El rostro de mi madre palideció.
– ¿Cómo puedo rechazarle? Si lo hago, perderé la casa. Lo perderé todo. Tengo que pensar en Anya.
– Mejor no tener casa a vivir con esos monstruos -replicó Olga-. Anya y tú podéis venir a vivir aquí.
Boris apretó el hombro de mi madre con su mano de labrador, rosácea y callosa:
– Olga, Lina perderá mucho más que la casa si se niega.
Mi madre levantó la cabeza hacia los Liu, disculpándose con la mirada, y dijo:
– Mis amigos chinos no lo verán con buenos ojos.

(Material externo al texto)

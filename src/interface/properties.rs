//! Semantic view of an OS IP interface record.

use std::fmt;
use std::ops::RangeInclusive;

use serde::{Deserialize, Serialize};

use crate::adapter::AdapterIdentity;

/// Largest MTU any IP interface can carry.
pub const MAX_IP_MTU: u32 = 65_535;

/// Address family an interface record belongs to.
///
/// Every IP interface has one record per family; the configurator works on
/// exactly one of them.
#[derive(Debug, Clone, Copy, PartialEq, Eq, Hash, Default, Serialize, Deserialize)]
#[serde(rename_all = "lowercase")]
pub enum AddressFamily {
    /// IPv4 (`AF_INET`).
    #[default]
    Ipv4,
    /// IPv6 (`AF_INET6`).
    Ipv6,
}

impl AddressFamily {
    /// Returns the raw `ADDRESS_FAMILY` value.
    #[must_use]
    pub const fn raw(self) -> u16 {
        match self {
            Self::Ipv4 => 2,
            Self::Ipv6 => 23,
        }
    }

    /// Maps a raw `ADDRESS_FAMILY` value.
    #[must_use]
    pub const fn from_raw(raw: u16) -> Option<Self> {
        match raw {
            2 => Some(Self::Ipv4),
            23 => Some(Self::Ipv6),
            _ => None,
        }
    }

    /// Smallest MTU the family permits (RFC 791 / RFC 8200).
    #[must_use]
    pub const fn min_mtu(self) -> u32 {
        match self {
            Self::Ipv4 => 68,
            Self::Ipv6 => 1280,
        }
    }
}

impl fmt::Display for AddressFamily {
    fn fmt(&self, f: &mut fmt::Formatter<'_>) -> fmt::Result {
        match self {
            Self::Ipv4 => write!(f, "IPv4"),
            Self::Ipv6 => write!(f, "IPv6"),
        }
    }
}

/// Router discovery behaviour (`NL_ROUTER_DISCOVERY_BEHAVIOR`).
#[derive(Debug, Clone, Copy, PartialEq, Eq, Hash, Default, Serialize)]
pub enum RouterDiscovery {
    /// Router discovery is off.
    Disabled,
    /// Router discovery is on.
    Enabled,
    /// Router discovery is configured by DHCP.
    Dhcp,
    /// Leave the current setting untouched.
    #[default]
    Unchanged,
    /// A value this crate does not know, preserved as-is.
    Other(i32),
}

impl RouterDiscovery {
    /// Maps the raw enumeration value.
    #[must_use]
    pub const fn from_raw(raw: i32) -> Self {
        match raw {
            0 => Self::Disabled,
            1 => Self::Enabled,
            2 => Self::Dhcp,
            -1 => Self::Unchanged,
            other => Self::Other(other),
        }
    }

    /// Returns the raw enumeration value.
    #[must_use]
    pub const fn raw(self) -> i32 {
        match self {
            Self::Disabled => 0,
            Self::Enabled => 1,
            Self::Dhcp => 2,
            Self::Unchanged => -1,
            Self::Other(other) => other,
        }
    }
}

/// Link-local address behaviour (`NL_LINK_LOCAL_ADDRESS_BEHAVIOR`).
#[derive(Debug, Clone, Copy, PartialEq, Eq, Hash, Default, Serialize)]
pub enum LinkLocalBehavior {
    /// Never assign a link-local address.
    AlwaysOff,
    /// Assign one only if no other address is available.
    Delayed,
    /// Always assign one.
    AlwaysOn,
    /// Leave the current setting untouched.
    #[default]
    Unchanged,
    /// A value this crate does not know, preserved as-is.
    Other(i32),
}

impl LinkLocalBehavior {
    /// Maps the raw enumeration value.
    #[must_use]
    pub const fn from_raw(raw: i32) -> Self {
        match raw {
            0 => Self::AlwaysOff,
            1 => Self::Delayed,
            2 => Self::AlwaysOn,
            -1 => Self::Unchanged,
            other => Self::Other(other),
        }
    }

    /// Returns the raw enumeration value.
    #[must_use]
    pub const fn raw(self) -> i32 {
        match self {
            Self::AlwaysOff => 0,
            Self::Delayed => 1,
            Self::AlwaysOn => 2,
            Self::Unchanged => -1,
            Self::Other(other) => other,
        }
    }
}

/// Offload capability bits (`NL_INTERFACE_OFFLOAD_ROD`).
///
/// The raw byte is kept whole so undefined bits survive a round trip.
#[derive(Debug, Clone, Copy, PartialEq, Eq, Hash, Default, Serialize)]
#[serde(transparent)]
pub struct OffloadFlags(u8);

impl OffloadFlags {
    const NL_CHECKSUM: u8 = 1 << 0;
    const NL_OPTIONS: u8 = 1 << 1;
    const TL_DATAGRAM_CHECKSUM: u8 = 1 << 2;
    const TL_STREAM_CHECKSUM: u8 = 1 << 3;
    const TL_STREAM_OPTIONS: u8 = 1 << 4;
    const FAST_PATH_COMPATIBLE: u8 = 1 << 5;
    const TL_LARGE_SEND: u8 = 1 << 6;
    const TL_GIANT_SEND: u8 = 1 << 7;

    /// Wraps the raw bitfield byte.
    #[must_use]
    pub const fn from_bits(bits: u8) -> Self {
        Self(bits)
    }

    /// Returns the raw bitfield byte.
    #[must_use]
    pub const fn bits(self) -> u8 {
        self.0
    }

    const fn has(self, bit: u8) -> bool {
        self.0 & bit != 0
    }

    /// Network-layer checksum offload.
    #[must_use]
    pub const fn nl_checksum(self) -> bool {
        self.has(Self::NL_CHECKSUM)
    }

    /// Network-layer options offload.
    #[must_use]
    pub const fn nl_options(self) -> bool {
        self.has(Self::NL_OPTIONS)
    }

    /// Transport-layer datagram checksum offload.
    #[must_use]
    pub const fn tl_datagram_checksum(self) -> bool {
        self.has(Self::TL_DATAGRAM_CHECKSUM)
    }

    /// Transport-layer stream checksum offload.
    #[must_use]
    pub const fn tl_stream_checksum(self) -> bool {
        self.has(Self::TL_STREAM_CHECKSUM)
    }

    /// Transport-layer stream options offload.
    #[must_use]
    pub const fn tl_stream_options(self) -> bool {
        self.has(Self::TL_STREAM_OPTIONS)
    }

    /// Fast-path compatible.
    #[must_use]
    pub const fn fast_path_compatible(self) -> bool {
        self.has(Self::FAST_PATH_COMPATIBLE)
    }

    /// Large send offload.
    #[must_use]
    pub const fn tl_large_send(self) -> bool {
        self.has(Self::TL_LARGE_SEND)
    }

    /// Giant send offload.
    #[must_use]
    pub const fn tl_giant_send(self) -> bool {
        self.has(Self::TL_GIANT_SEND)
    }
}

/// Snapshot of one IP interface record.
///
/// Carries every field of the OS record so that writing back a fetched
/// snapshot changes nothing. `family` and `interface_luid` are the record's
/// key; the rest is data.
#[derive(Debug, Clone, PartialEq, Eq, Default, Serialize)]
#[allow(clippy::struct_excessive_bools)] // mirrors the OS record
pub struct InterfaceProperties {
    pub family: AddressFamily,
    pub interface_luid: AdapterIdentity,
    pub interface_index: u32,
    pub max_reassembly_size: u32,
    pub interface_identifier: u64,
    pub min_router_advertisement_interval: u32,
    pub max_router_advertisement_interval: u32,
    pub advertising_enabled: bool,
    pub forwarding_enabled: bool,
    pub weak_host_send: bool,
    pub weak_host_receive: bool,
    pub use_automatic_metric: bool,
    pub use_neighbor_unreachability_detection: bool,
    pub managed_address_configuration_supported: bool,
    pub other_stateful_configuration_supported: bool,
    pub advertise_default_route: bool,
    pub router_discovery_behavior: RouterDiscovery,
    pub dad_transmits: u32,
    pub base_reachable_time: u32,
    pub retransmit_time: u32,
    pub path_mtu_discovery_timeout: u32,
    pub link_local_address_behavior: LinkLocalBehavior,
    pub link_local_address_timeout: u32,
    pub zone_indices: [u32; 16],
    pub site_prefix_length: u32,
    pub metric: u32,
    /// Network-layer MTU in bytes.
    pub mtu: u32,
    pub connected: bool,
    pub supports_wake_up_patterns: bool,
    pub supports_neighbor_discovery: bool,
    pub supports_router_discovery: bool,
    pub reachable_time: u32,
    pub transmit_offload: OffloadFlags,
    pub receive_offload: OffloadFlags,
    pub disable_default_routes: bool,
}

impl InterfaceProperties {
    /// Creates a default record keyed by `identity` and `family`.
    #[must_use]
    pub fn keyed(identity: AdapterIdentity, family: AddressFamily) -> Self {
        Self {
            family,
            interface_luid: identity,
            ..Self::default()
        }
    }

    /// Largest MTU this interface accepts.
    ///
    /// Bounded by the reassembly size the OS reports, and by
    /// [`MAX_IP_MTU`] when it reports none.
    #[must_use]
    pub fn max_mtu(&self) -> u32 {
        match self.max_reassembly_size {
            0 => MAX_IP_MTU,
            size => size.min(MAX_IP_MTU),
        }
    }

    /// Range of MTU values this interface accepts.
    #[must_use]
    pub fn mtu_bounds(&self) -> RangeInclusive<u32> {
        self.family.min_mtu()..=self.max_mtu()
    }

    /// Returns true if `other` addresses the same OS record.
    #[must_use]
    pub fn same_key(&self, other: &Self) -> bool {
        self.family == other.family && self.interface_luid == other.interface_luid
    }
}

#[cfg(test)]
mod tests {
    use super::*;

    #[test]
    fn address_family_raw_round_trip() {
        assert_eq!(AddressFamily::Ipv4.raw(), 2);
        assert_eq!(AddressFamily::Ipv6.raw(), 23);
        assert_eq!(AddressFamily::from_raw(2), Some(AddressFamily::Ipv4));
        assert_eq!(AddressFamily::from_raw(23), Some(AddressFamily::Ipv6));
        assert_eq!(AddressFamily::from_raw(0), None);
    }

    #[test]
    fn address_family_defaults_to_ipv4() {
        assert_eq!(AddressFamily::default(), AddressFamily::Ipv4);
    }

    #[test]
    fn address_family_min_mtu() {
        assert_eq!(AddressFamily::Ipv4.min_mtu(), 68);
        assert_eq!(AddressFamily::Ipv6.min_mtu(), 1280);
    }

    #[test]
    fn router_discovery_preserves_unknown_values() {
        assert_eq!(RouterDiscovery::from_raw(2), RouterDiscovery::Dhcp);
        assert_eq!(RouterDiscovery::from_raw(-1), RouterDiscovery::Unchanged);
        assert_eq!(RouterDiscovery::from_raw(9), RouterDiscovery::Other(9));
        assert_eq!(RouterDiscovery::Other(9).raw(), 9);
    }

    #[test]
    fn link_local_preserves_unknown_values() {
        assert_eq!(LinkLocalBehavior::from_raw(0), LinkLocalBehavior::AlwaysOff);
        assert_eq!(LinkLocalBehavior::from_raw(-7).raw(), -7);
    }

    #[test]
    fn offload_flags_decode_bits() {
        let flags = OffloadFlags::from_bits(0b1000_0101);
        assert!(flags.nl_checksum());
        assert!(!flags.nl_options());
        assert!(flags.tl_datagram_checksum());
        assert!(!flags.tl_stream_checksum());
        assert!(!flags.tl_large_send());
        assert!(flags.tl_giant_send());
        assert_eq!(flags.bits(), 0b1000_0101);
    }

    #[test]
    fn max_mtu_uses_reassembly_size() {
        let mut props = InterfaceProperties {
            max_reassembly_size: 9000,
            ..InterfaceProperties::default()
        };
        assert_eq!(props.max_mtu(), 9000);

        props.max_reassembly_size = 0;
        assert_eq!(props.max_mtu(), MAX_IP_MTU);

        props.max_reassembly_size = 200_000;
        assert_eq!(props.max_mtu(), MAX_IP_MTU);
    }

    #[test]
    fn mtu_bounds_depend_on_family() {
        let v6 = InterfaceProperties::keyed(AdapterIdentity::from_luid(1), AddressFamily::Ipv6);
        assert_eq!(v6.mtu_bounds(), 1280..=MAX_IP_MTU);

        let v4 = InterfaceProperties::keyed(AdapterIdentity::from_luid(1), AddressFamily::Ipv4);
        assert_eq!(v4.mtu_bounds(), 68..=MAX_IP_MTU);
    }

    #[test]
    fn same_key_compares_family_and_luid() {
        let a = InterfaceProperties::keyed(AdapterIdentity::from_luid(1), AddressFamily::Ipv4);
        let mut b = a.clone();
        b.mtu = 1280;
        assert!(a.same_key(&b));

        b.family = AddressFamily::Ipv6;
        assert!(!a.same_key(&b));
    }

    #[test]
    fn serializes_to_json_with_named_fields() {
        let props = InterfaceProperties::keyed(AdapterIdentity::from_luid(7), AddressFamily::Ipv6);
        let json = serde_json::to_value(&props).unwrap();

        assert_eq!(json["family"], "ipv6");
        assert_eq!(json["interface_luid"], 7);
        assert_eq!(json["zone_indices"].as_array().unwrap().len(), 16);
    }
}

La señora Liu bajó la vista, pero su marido dirigió la atención hacia su hermana, que se removía y farfullaba una serie de nombres mientras dormitaba. Eran siempre los mismos nombres, independientemente de que Ying-ying los gritara mientras la señora Liu y sus hijas la sujetaban en la consulta del médico, o los exclamara entre sollozos antes de caer en uno de sus trances comatosos. Había llegado de Nanking con el resto de los refugiados heridos y arruinados que habían huido de la ciudad tras la invasión japonesa. Los nombres que pronunciaba eran los de sus tres niñas, a las que los soldados japoneses habían abierto en canal con sus espadas. Cuando los soldados amontonaron los cuerpos de las niñas junto con los cadáveres de los otros pequeños del mismo edificio, uno de esos hombres sujetó firmemente la cabeza de Ying-ying entre sus manos forzándola a mirar cómo los minúsculos intestinos de sus hijas se derramaban por el suelo y los perros de los guardias acababan peleándose por ellos. Arrastraron a su marido y al resto de los hombres a la calle, los marcaron y los ataron a unos postes; entonces, los generales japoneses ordenaron a los soldados que se entrenaran traspasándoles con sus bayonetas.
Me levanté de la mesa sin que se dieran cuenta y corrí afuera para jugar con el gato que vivía en el jardín de los Pomerantsev. Era un gato callejero con las orejas desgarradas y un ojo ciego, pero estaba poniéndose gordo y satisfecho gracias a las atenciones de Olga. Presioné mi rostro contra su pelaje almizcle y lloré. Historias como la de Ying-ying se rumoreaban por todo Harbin, e incluso yo misma había sido testigo de suficientes muestras de crueldad por parte de los japoneses como para odiarlos.